8-KMaterial AgreementsFinancial EventsExhibits & Filings

HCA Healthcare, Inc. 8-K Report, Material Agreement (Mar 12, 2010)

Filed March 12, 2010For Securities:HCA

Summary

This 8-K filing by HCA Healthcare, Inc. on March 11, 2010, announces a significant financing event: the issuance of $1.4 billion in 7.25% senior secured notes due 2020. These notes are secured by a first-priority lien on certain company assets, ranking equally with other existing senior secured debt, but are subordinated to the asset-based revolving credit facility. The issuance aims to enhance the company's capital structure and provide financial flexibility. The filing details the terms of the notes, including interest payments, ranking, guarantees from subsidiaries, redemption provisions, change of control triggers, and restrictive covenants. It also outlines complex intercreditor arrangements governing the priority of liens on the company's collateral among various debt facilities. Investors should note that this issuance represents a substantial increase in secured debt. While the notes mature in 2020, the covenants and security arrangements suggest a focus on maintaining compliance with debt obligations. The redemption options provide some flexibility for HCA to manage its debt, and the change of control provision offers protection to noteholders in the event of a significant corporate change.
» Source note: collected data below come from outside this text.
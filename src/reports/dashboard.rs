//! Dashboard report
//!
//! Everything the overview screen shows, computed in one pass over a
//! snapshot for a given "now".

use chrono::NaiveDateTime;
use serde::Serialize;

use crate::config::Settings;
use crate::display::report::{format_bar, format_percentage, section};
use crate::models::budget::monthly_limit_or;
use crate::models::{Expense, Money, MonthPeriod, MonthWindow};
use crate::snapshot::Snapshot;

use super::category_budgets::{evaluate_category_budgets, CategoryBudgetStatus};
use super::expense_list::recent_expenses;
use super::pacing::BudgetPacing;
use super::savings::{evaluate_goals, GoalProgress, SavingsSummary};
use super::spending::{monthly_trend, total_where, MonthlyTotal, SpendingReport};

const WIDTH: usize = 60;
const BAR_WIDTH: usize = 20;

/// Full dashboard for one owner
#[derive(Debug, Clone, Serialize)]
pub struct DashboardReport {
    #[serde(with = "crate::models::timestamp::instant")]
    pub generated_at: NaiveDateTime,
    pub period: MonthPeriod,
    /// Spend from the first of the month up to "now"
    pub current_month_spent: Money,
    pub pacing: BudgetPacing,
    pub category_budgets: Vec<CategoryBudgetStatus>,
    /// All-time spending and its category breakdown
    pub spending: SpendingReport,
    pub trend: Vec<MonthlyTotal>,
    pub goals: Vec<GoalProgress>,
    pub savings: SavingsSummary,
    pub recent_expenses: Vec<Expense>,
}

impl DashboardReport {
    /// Build the dashboard
    pub fn generate(snapshot: &Snapshot, now: NaiveDateTime, settings: &Settings) -> Self {
        let window = MonthWindow::containing(now);
        let expenses = &snapshot.expenses;

        let spending = SpendingReport::generate(expenses, &snapshot.categories);
        let current_month_spent = total_where(expenses, |e| window.contains_to_date(e.date));
        let monthly_budget =
            monthly_limit_or(snapshot.budget.as_ref(), settings.default_monthly_budget);

        let pacing = BudgetPacing::calculate(
            spending.total_spent,
            current_month_spent,
            monthly_budget,
            window.day_counts(),
        );

        let goals = evaluate_goals(&snapshot.savings_goals, now);
        let savings = SavingsSummary::from_progress(&goals);

        let report = Self {
            generated_at: now,
            period: window.period(),
            current_month_spent,
            pacing,
            category_budgets: evaluate_category_budgets(
                expenses,
                &snapshot.categories,
                snapshot.budget.as_ref(),
                &window,
            ),
            spending,
            trend: monthly_trend(expenses, now, settings.trend_months),
            goals,
            savings,
            recent_expenses: recent_expenses(expenses, settings.recent_expense_count)
                .into_iter()
                .cloned()
                .collect(),
        };

        tracing::debug!(
            period = %report.period,
            month_spent = %report.current_month_spent,
            daily_average = report.pacing.daily_average_spent,
            on_track = report.pacing.is_on_track,
            "dashboard generated"
        );

        report
    }

    /// Format the dashboard for terminal display
    pub fn format_terminal(&self, currency: &str) -> String {
        let money = |m: Money| m.format_with_symbol(currency);
        let units = |v: f64| format!("{}{:.2}", currency, v);
        let mut output = String::new();

        output.push_str(&format!("Dashboard for {}\n", self.period));
        output.push_str(&"═".repeat(WIDTH));
        output.push_str("\n\n");

        let pacing = &self.pacing;
        output.push_str(&section("Overview", WIDTH));
        output.push_str(&format!("Total Spent:       {}\n", money(self.spending.total_spent)));
        output.push_str(&format!("This Month:        {}\n", money(self.current_month_spent)));
        output.push_str(&format!("Monthly Budget:    {}\n", money(pacing.monthly_budget)));
        output.push_str(&format!(
            "Remaining:         {}  ({} used, {})\n",
            money(pacing.remaining_budget),
            format_percentage(pacing.budget_percentage),
            pacing.band
        ));
        output.push_str(&format!(
            "                   {}\n\n",
            format_bar(pacing.display_percentage(), 100.0, BAR_WIDTH)
        ));

        output.push_str(&section("Pacing", WIDTH));
        output.push_str(&format!(
            "Day {} of {} ({} remaining)\n",
            pacing.days.passed, pacing.days.in_month, pacing.days.remaining
        ));
        output.push_str(&format!("Daily Average:     {}\n", units(pacing.daily_average_spent)));
        output.push_str(&format!("Daily Allowance:   {}\n", units(pacing.daily_budget_allowance)));
        output.push_str(&format!("Left Per Day:      {}\n", units(pacing.daily_budget_remaining)));
        output.push_str(&format!(
            "Projected Month:   {}{}\n",
            units(pacing.projected_month_end),
            if pacing.projected_overspend() { "  (over budget)" } else { "" }
        ));
        output.push_str(if pacing.is_on_track {
            "Status:            On track\n\n"
        } else {
            "Status:            Over pace\n\n"
        });

        if !self.category_budgets.is_empty() {
            output.push_str(&section("Category Budgets", WIDTH));
            for status in &self.category_budgets {
                output.push_str(&format!(
                    "{:<16} {} / {}  {} {:>6} {}\n",
                    status.name,
                    money(status.spent),
                    money(status.limit),
                    format_bar(status.display_percentage(), 100.0, 10),
                    format_percentage(status.percentage),
                    status.band
                ));
            }
            output.push('\n');
        }

        if !self.spending.categories.is_empty() {
            output.push_str(&section("Spending by Category", WIDTH));
            for row in &self.spending.categories {
                output.push_str(&format!(
                    "{:<16} {:>12} {} {}\n",
                    row.name,
                    money(row.total),
                    format_bar(row.percentage, 100.0, BAR_WIDTH),
                    format_percentage(row.percentage)
                ));
            }
            if !self.spending.uncategorized.is_zero() {
                output.push_str(&format!(
                    "{:<16} {:>12}\n",
                    "Uncategorized",
                    money(self.spending.uncategorized)
                ));
            }
            output.push('\n');
        }

        if !self.trend.is_empty() {
            output.push_str(&section("Monthly Trend", WIDTH));
            let peak = self
                .trend
                .iter()
                .map(|m| m.total.as_f64())
                .fold(0.0_f64, f64::max);
            for month in &self.trend {
                output.push_str(&format!(
                    "{:<4} {} {}\n",
                    month.label,
                    format_bar(month.total.as_f64(), peak, BAR_WIDTH),
                    money(month.total)
                ));
            }
            output.push('\n');
        }

        if !self.goals.is_empty() {
            output.push_str(&section("Savings Goals", WIDTH));
            for goal in &self.goals {
                let status = if goal.is_completed {
                    "Completed".to_string()
                } else {
                    goal.deadline.to_string()
                };
                output.push_str(&format!(
                    "{:<16} {} {:>6}  {}\n",
                    goal.name,
                    format_bar(goal.display_progress(), 100.0, BAR_WIDTH),
                    format_percentage(goal.progress),
                    status
                ));
            }
            output.push_str(&format!(
                "Saved {} of {}\n\n",
                money(self.savings.total_saved),
                money(self.savings.total_target)
            ));
        }

        output.push_str(&section("Recent Expenses", WIDTH));
        if self.recent_expenses.is_empty() {
            output.push_str("No expenses yet.\n");
        }
        for expense in &self.recent_expenses {
            output.push_str(&format!(
                "{} {:<30} {:>12}\n",
                expense.date.format("%Y-%m-%d"),
                expense.description,
                money(expense.amount)
            ));
        }

        output
    }
}

#[cfg(test)]
mod tests {
    use super::*;
    use crate::models::{Budget, Category, CategoryId, OwnerId, SavingsGoal};
    use chrono::NaiveDate;

    fn at(m: u32, d: u32) -> NaiveDateTime {
        NaiveDate::from_ymd_opt(2025, m, d)
            .unwrap()
            .and_hms_opt(12, 0, 0)
            .unwrap()
    }

    fn snapshot() -> Snapshot {
        let owner = OwnerId::from("u1");
        let mut food = Category::new(owner.clone(), "Food", "bg-blue-500");
        food.id = CategoryId::from("food");

        let expense = |units: i64, m: u32, d: u32| {
            Expense::new(
                owner.clone(),
                Money::from_units(units),
                "meal",
                CategoryId::from("food"),
                at(m, d),
            )
        };

        let mut budget = Budget::new(owner.clone());
        budget.set_category_limit(CategoryId::from("food"), Money::from_units(500));

        Snapshot::new(
            vec![
                expense(300, 6, 3),
                expense(100, 6, 8),
                expense(200, 5, 20),
                // Later this month: outside the pacing window
                expense(50, 6, 25),
            ],
            vec![food],
            Some(budget),
            vec![SavingsGoal::new(owner, "Trip", Money::from_units(100))
                .with_current(Money::from_units(25))],
        )
    }

    #[test]
    fn test_generate() {
        let report = DashboardReport::generate(&snapshot(), at(6, 10), &Settings::default());

        assert_eq!(report.period, MonthPeriod::new(2025, 6));
        assert_eq!(report.spending.total_spent, Money::from_units(650));
        assert_eq!(report.current_month_spent, Money::from_units(400));

        // Budget has no monthly limit, so the default applies
        assert_eq!(report.pacing.monthly_budget, Money::from_units(1000));
        assert_eq!(report.pacing.daily_average_spent, 40.0);
        assert_eq!(report.pacing.remaining_budget, Money::from_units(350));

        // Category evaluation covers the whole month
        assert_eq!(report.category_budgets.len(), 1);
        assert_eq!(report.category_budgets[0].spent, Money::from_units(450));

        assert_eq!(report.trend.len(), 6);
        assert_eq!(report.trend[5].label, "Jun");
        assert_eq!(report.trend[5].total, Money::from_units(450));
        assert_eq!(report.trend[4].total, Money::from_units(200));

        assert_eq!(report.savings.overall_progress, 25.0);
        assert_eq!(report.recent_expenses.len(), 4);
        assert_eq!(report.recent_expenses[0].date, at(6, 25));
    }

    #[test]
    fn test_empty_snapshot() {
        let report = DashboardReport::generate(&Snapshot::default(), at(2, 28), &Settings::default());
        assert_eq!(report.pacing.days.remaining, 0);
        assert_eq!(report.pacing.daily_budget_remaining, 0.0);
        assert!(report.category_budgets.is_empty());

        let text = report.format_terminal("₹");
        assert!(text.contains("Dashboard for 2025-02"));
        assert!(text.contains("No expenses yet."));
    }

    #[test]
    fn test_terminal_and_json() {
        let report = DashboardReport::generate(&snapshot(), at(6, 10), &Settings::default());

        let text = report.format_terminal("₹");
        assert!(text.contains("Total Spent:       ₹650.00"));
        assert!(text.contains("Day 10 of 30 (20 remaining)"));
        assert!(text.contains("Over pace"));
        assert!(text.contains("Projected Month:   ₹1200.00  (over budget)"));
        assert!(text.contains("Trip"));

        let json = serde_json::to_value(&report).unwrap();
        assert_eq!(json["generated_at"], "2025-06-10T12:00:00.000");
        assert_eq!(json["pacing"]["band"], "ok");
        assert_eq!(json["goals"][0]["deadline"]["state"], "no_deadline");
    }
}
Understanding the intercreditor agreements is crucial for assessing the true collateral coverage and priority for different debt tranches.

Key Highlights

  • 1HCA Healthcare issued $1.4 billion of 7.25% senior secured notes due September 15, 2020.
  • 2The notes are guaranteed by HCA's domestic subsidiaries and secured by a first-priority lien on certain company assets.
  • 3The notes rank senior to subordinated debt and equally with existing senior secured indebtedness, but are effectively subordinated to the senior secured asset-based revolving credit facility.
  • 4The filing details optional redemption provisions, allowing HCA to redeem notes before maturity at specified prices, including an 'equity offering' redemption option.
  • 5A change of control event triggers a put option for noteholders to sell their notes back to HCA at 101% of the principal amount plus accrued interest.
  • 6The Indenture includes various covenants restricting HCA's ability to incur additional debt, pay dividends, make investments, sell assets, and engage in mergers or consolidations.
  • 7Complex intercreditor agreements define the priority of liens and control over collateral among different secured debt facilities (cash flow credit facility, existing first lien notes, second lien notes, and the new senior secured notes).